Patel published the results of a clinical trial on drug and psychological treatment, and he was working on other trials that assessed whether laypeople could be effective counselors. Could they help people with depression, schizophrenia or alcoholism understand their illness? Could the lay counselors teach their patients that taking a walk, or talking with their counselor, or taking their medication could help them get through a bad spell?

In 2007, The Lancet published its first special issue on mental disorders, which included descriptions of these trials and more. Dozens of randomized controlled trials since have shown clear benefits in diagnosing and treating mental illnesses. “I was surprised to see the size of the effect,” Patel says now. “They were much bigger than I thought, in some cases bigger than you’d seen in the West.”

In January 2017, The Lancet published two more studies of people in developing countries: One group had moderately severe to severe depression; a second group had alcoholism. The analyses used economics to determine the cost effectiveness of therapy provided by lay counselors. It’s a wonky process, but it had a clear and simple conclusion: Using lay counselors to provide and deliver therapy was an economic win. (See “When Treatment Works,” page 34.)

Effects of Poverty?

What criticism there has been comes from a field called psychiatric (or psychological) anthropology, which considers how mental conditions play out within different cultures. Derek Summerfield, a consultant psychiatrist with the British National Health Service, is one of the few people to speak out against the premise that mental illnesses are common in developing countries. In 2012, Summerfield and Patel were both invited to give talks at McGill University. Patel’s talk was titled “Why mental health matters to global health.” Summerfield’s talk was titled “Against ‘global mental health.’ ”
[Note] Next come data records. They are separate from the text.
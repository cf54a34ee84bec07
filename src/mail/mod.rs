mod email_relay;
mod emailjs;
mod template;

pub use email_relay::{EmailRelay, RelayReceipt, SendError};
pub use emailjs::EmailJsClient;
pub use template::{format_dispatch_time, TemplateParams};
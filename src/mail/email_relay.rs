//! src/mail/email_relay.rs

use crate::mail::TemplateParams;
use crate::utils::error_chain_fmt;

/// What the relay handed back for an accepted send.
#[derive(Debug, Clone, Copy, PartialEq, Eq)]
pub struct RelayReceipt {
    pub status: u16,
}

impl RelayReceipt {
    /// Only a plain `200` counts as delivered.
    pub fn is_delivered(&self) -> bool {
        self.status == 200
    }
}

#[derive(thiserror::Error)]
pub enum SendError {
    #[error("Failed to reach the email relay.")]
    Transport(#[source] Box<dyn std::error::Error + Send + Sync>),
    #[error("The email relay refused our credentials (status {0}).")]
    Authorization(u16),
    #[error("The email relay rejected the template configuration: {0}")]
    Configuration(String),
    #[error("The email relay answered with status {status}: {detail}")]
    Unclassified { status: u16, detail: String },
}

impl std::fmt::Debug for SendError {
    fn fmt(&self, f: &mut std::fmt::Formatter<'_>) -> std::fmt::Result {
        error_chain_fmt(self, f)
    }
}

impl SendError {
    /// Classifies a response the relay did not accept.
    pub fn from_status(status: u16, detail: String) -> Self {
        match status {
            400 => SendError::Configuration(detail),
            401 | 403 => SendError::Authorization(status),
            _ => SendError::Unclassified { status, detail },
        }
    }

    /// Guidance shown to the visitor; `fallback_contact` is offered when
    /// nothing more specific can be said.
    pub fn user_message(&self, fallback_contact: &str) -> String {
        let guidance = match self {
            SendError::Transport(_) => "Please check your internet connection.".to_string(),
            SendError::Configuration(_) => {
                "Invalid template configuration. Please contact the administrator.".to_string()
            }
            SendError::Authorization(_) => {
                "Email service authentication failed. Please contact the administrator."
                    .to_string()
            }
            SendError::Unclassified { .. } => format!(
                "Please try again or contact directly via email at {}",
                fallback_contact
            ),
        };
        format!("Failed to send message. {}", guidance)
    }
}

#[async_trait::async_trait]
pub trait EmailRelay: Send + Sync {
    /// Sends one templated email. Any 2xx answer is a receipt; everything
    /// else is classified into a [`SendError`].
    async fn send(&self, params: &TemplateParams) -> Result<RelayReceipt, SendError>;
}
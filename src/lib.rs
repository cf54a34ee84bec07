pub mod config;
pub mod coordinator;
pub mod domain;
pub mod mail;
pub mod page;
pub mod routes;
pub mod run;
pub mod startup;
pub mod store;
pub mod telemetry;
pub mod utils;
use actix_web::http::StatusCode;
use actix_web::{web, HttpResponse};

use crate::coordinator::{Outcome, SubmissionCoordinator};
use crate::domain::ContactForm;
use crate::mail::EmailJsClient;
use crate::page::{ContactPage, NotificationKind, NotificationTiming, SubmitButton};
use crate::store::FirestoreStore;

pub type ContactCoordinator = SubmissionCoordinator<EmailJsClient, FirestoreStore>;

#[derive(serde::Serialize)]
pub struct NotificationView {
    message: String,
    kind: NotificationKind,
    color: &'static str,
    visible_ms: u64,
    fade_ms: u64,
}

/// State of the contact section once the submission has run.
#[derive(serde::Serialize)]
pub struct ContactPageView {
    outcome: &'static str,
    notification: Option<NotificationView>,
    form: ContactForm,
    submit: SubmitButton,
}

impl ContactPageView {
    fn new(outcome: &Outcome, page: ContactPage) -> Self {
        let timing = page.notifications.timing();
        let notification = page.notifications.current().map(|n| NotificationView {
            message: n.message.clone(),
            kind: n.kind,
            color: n.kind.color(),
            visible_ms: timing.visible.as_millis() as u64,
            fade_ms: timing.fade.as_millis() as u64,
        });
        Self {
            outcome: outcome.as_str(),
            notification,
            form: page.form,
            submit: page.submit_button,
        }
    }
}

fn status_code(outcome: &Outcome) -> StatusCode {
    match outcome {
        Outcome::Delivered | Outcome::DeliveredNotSaved(_) => StatusCode::OK,
        Outcome::Rejected(_) => StatusCode::BAD_REQUEST,
        Outcome::Failed(_) => StatusCode::BAD_GATEWAY,
    }
}

#[tracing::instrument(
    name = "Handling a contact form submission",
    skip(form, coordinator, timing)
)]
pub async fn contact(
    form: web::Form<ContactForm>,
    coordinator: web::Data<ContactCoordinator>,
    timing: web::Data<NotificationTiming>,
) -> HttpResponse {
    let mut page = ContactPage::new(form.0, *timing.get_ref());
    let outcome = coordinator.submit(&mut page).await;

    HttpResponse::build(status_code(&outcome)).json(ContactPageView::new(&outcome, page))
}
Summerfield said that global mental health amounted to Westerners telling people in developing countries what was abnormal and what was not. He said it involved exporting treatments that don’t necessarily work well, and intimated that the pharmaceutical industry was a little too interested.

Today, Summerfield says he’s even more convinced that the issue for people with depression is really just poverty. “This is all ridiculous,” he says, adding that those with depression “are not pointing to their mental health. They are pointing to their poverty and lack of rights.”

Patel says he shares the concerns about poverty, and about pharmaceutical companies. He doesn’t take money from drug companies, and his trials focus on counseling and behavior-modifying therapies provided by Indians. Local laypeople who are attuned to local culture are the caregivers.

When Patel first went to Zimbabwe in 1993, he believed in conditions like schizophrenia and epilepsy. But he himself expected that most of the cases of “depression” would be what Summerfield thought — a result of misery rather than a psychiatric disorder. He changed his mind after two years. “Telling people that they’re not depressed, they’re just poor, is saying you can only be depressed if you’re rich,” he says.